Records drawn from a dataset:
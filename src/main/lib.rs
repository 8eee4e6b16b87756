pub mod logging;

use std::sync::Arc;

use palaver_core::{Result, Server};
use tracing::{debug, error};

/// Start, run and stop the server within the asynchronous runtime.
pub async fn exec(server: &Arc<Server>) -> Result {
	let services = palaver_router::start(server)?;

	let handle = server.clone();
	tokio::spawn(async move {
		tokio::signal::ctrl_c().await.ok();
		handle.shutdown().ok();
	});

	if let Err(error) = palaver_router::run(&services).await {
		error!("Critical error running server: {error}");
		return Err(error);
	}

	palaver_router::stop(services);
	debug!("Exit runtime");

	Ok(())
}
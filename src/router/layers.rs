use tower_http::{
	classify::{ServerErrorsAsFailures, SharedClassifier},
	trace::TraceLayer,
};

pub(crate) fn trace() -> TraceLayer<SharedClassifier<ServerErrorsAsFailures>> {
	TraceLayer::new_for_http()
}
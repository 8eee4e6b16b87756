#![allow(refining_impl_trait)]

mod once_services;
mod service;
pub mod services;

pub mod globals;
pub mod membership;
pub mod presence;
pub mod rooms;
pub mod sync;
pub mod tokens;
pub mod users;

pub(crate) use once_services::OnceServices;
pub(crate) use service::{Args, Service};

pub use crate::services::Services;
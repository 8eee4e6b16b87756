use proc_macro::TokenStream;
use proc_macro2::Span;
use quote::quote;
use syn::{Error, ItemFn, Meta};

use crate::Result;

/// Wraps a free function into an `impl` block for the type named by the
/// attribute argument, i.e. `#[implement(Service)]` on `pub fn foo(&self)`
/// emits `impl Service { pub fn foo(&self) { .. } }`.
pub(super) fn implement(item: ItemFn, args: &[Meta]) -> Result<TokenStream> {
	let [Meta::Path(receiver)] = args else {
		return Err(Error::new(
			Span::call_site(),
			"expected the path of the receiver type as the only argument",
		));
	};

	let out = quote! {
		impl #receiver {
			#item
		}
	};

	Ok(out.into())
}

- **PROBLEM STATEMENT**
Scan the records above and report every line with the string "self".

- **TASK RESULT**
/// attribute argument, i.e. `#[implement(Service)]` on `pub fn foo(&self)`
/// emits `impl Service { pub fn foo(&self) { .. } }`.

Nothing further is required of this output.